Inside the hut was an old woman who welcomed him, thinking that he was a soldier from Shivaji’s army. Seeing that he was tired and hungry, she gave him warm water to wash his hands and face and also spread a mat for him to relax upon. After he had sufficient rest, she brought a plateful of hot rice and curry and placed it before him.

Shivaji was so hungry that he quickly put his hand into the rice and curry to lift a big morsel to his mouth. The hot food burnt his fingers and immediately, he grabbed his hand, spilling some food on the floor.

The old woman saw what had happened and remarked, “Oh, you seem to be as impatient and hasty as your master, Shivaji, that’s why you burnt your fingers and lost some food, too.”

Shivaji was both amused and surprised by these words. “Why do you think my master Shivaji is impatient and hasty?” he asked.

The old lady innocently began to explain. “Look here, my dear son. Don’t you see, Shivaji is ignoring the smaller forts of his enemy and trying to capture only the big forts? Just as your impatience to eat burned your fingers and caused spillage of food on the floor, Shivaji’s impatience to defeat the enemy is causing him both worry and loss of a number of men from his brave army. You should have first eaten the cooler food at the edge of the plate and then the food in the center. So, too, Shivaji should start taking the small forts first and strengthen his position. That will help him to conquer the bigger forts quickly and without much loss of his soldiers.”

Shivaji was quick to grasp the wisdom in the old woman’s words. He realised that one should avoid making haste in any undertaking.

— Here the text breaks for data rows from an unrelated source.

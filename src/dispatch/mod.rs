//! The emulation loop calls an unknown APDU handler. Expressed as a
//! capability with a single operation, `handle_apdu`, realized by a closed
//! set of tagged variants rather than open inheritance — the emulation
//! loop only ever drives one of these two profiles.

pub mod type4;
pub mod vault;

pub use type4::Type4State;
pub use vault::VaultState;

pub enum Dispatcher {
    Type4(Type4State),
    Vault(VaultState),
}

impl Dispatcher {
    pub fn type4(initial_message: Vec<u8>) -> Self {
        Dispatcher::Type4(Type4State::new(initial_message))
    }

    pub fn vault(initial_data: &[u8]) -> Self {
        Dispatcher::Vault(VaultState::new(initial_data))
    }

    pub fn handle_apdu(&mut self, apdu: &[u8]) -> Vec<u8> {
        match self {
            Dispatcher::Type4(state) => state.handle_apdu(apdu),
            Dispatcher::Vault(state) => state.handle_apdu(apdu),
        }
    }
}
//! Crate-wide error type.
//!
//! One flat enum, mirroring `dfu/error.rs`'s `DfuError`: domain-specific
//! variants for conditions the protocol itself defines, plus `#[from]`
//! conversions for the two I/O boundaries (serial port, raw std I/O) that
//! can fail in ways the protocol has no opinion about.

use thiserror::Error;

#[derive(Debug, Error)]
pub enum Pn532Error {
    #[error("transport not open")]
    TransportUnavailable,

    /// Covers a missing ACK, a short read, and a bad checksum alike: the
    /// transport layer collapses all three into `None` (see
    /// [`crate::transport::Transport::send_command`]), so callers above it
    /// only ever see "no response".
    #[error("no response from PN532")]
    NoResponse,

    #[error("no card present")]
    NoCard,

    /// Card-side status bytes that indicate a protocol-level rejection
    /// (SW1/SW2 other than `90 00`).
    #[error("card rejected APDU: SW={0:02X}{1:02X}")]
    ApduRejected(u8, u8),

    /// A single status byte reported by the command engine itself (e.g. a
    /// non-zero `TgGetData`/`TgSetData` status byte), distinct from the
    /// two-byte ISO 7816 status word above.
    #[error("command engine reported error status 0x{0:02X}")]
    ApduError(u8),

    #[error("write denied")]
    WriteDenied,

    #[error("payload too large for the addressed buffer")]
    TooLarge,

    #[error("operation cancelled")]
    Cancelled,

    #[error(transparent)]
    Io(#[from] std::io::Error),

    #[error(transparent)]
    Serial(#[from] serialport::Error),
}

impl Pn532Error {
    /// Whether a caller driving a workflow loop should retry the same step,
    /// as opposed to surfacing the error immediately. Mirrors `DfuError`'s
    /// `is_retriable`.
    pub fn is_retriable(&self) -> bool {
        matches!(self, Pn532Error::NoResponse | Pn532Error::TransportUnavailable)
    }

    /// Stable short code for log lines and external reporting, mirroring
    /// `DfuError::error_code`.
    pub fn error_code(&self) -> &'static str {
        match self {
            Pn532Error::TransportUnavailable => "transport_unavailable",
            Pn532Error::NoResponse => "no_response",
            Pn532Error::NoCard => "no_card",
            Pn532Error::ApduRejected(_, _) => "apdu_rejected",
            Pn532Error::ApduError(_) => "apdu_error",
            Pn532Error::WriteDenied => "write_denied",
            Pn532Error::TooLarge => "too_large",
            Pn532Error::Cancelled => "cancelled",
            Pn532Error::Io(_) => "io",
            Pn532Error::Serial(_) => "serial",
        }
    }
}

/// Alias kept distinct at the API surface: [`crate::driver::Pn532Driver`]'s
/// methods are documented against `DriverError` because that is the error a
/// caller outside this crate catches, even though today it carries exactly
/// the same variants as the wire-level [`Pn532Error`].
pub type DriverError = Pn532Error;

Moral: The above incident teaches us the virtue of patience. In any undertaking, one should patiently take small and steady steps instead of hurrying to take big ones to be successful. For example, if one normally wakes up daily at 8am but wants to wake up early at 6am, instead of trying to immediately start waking up at 6am, one should change one’s waking hour in short steps, such as 15 minutes at a time.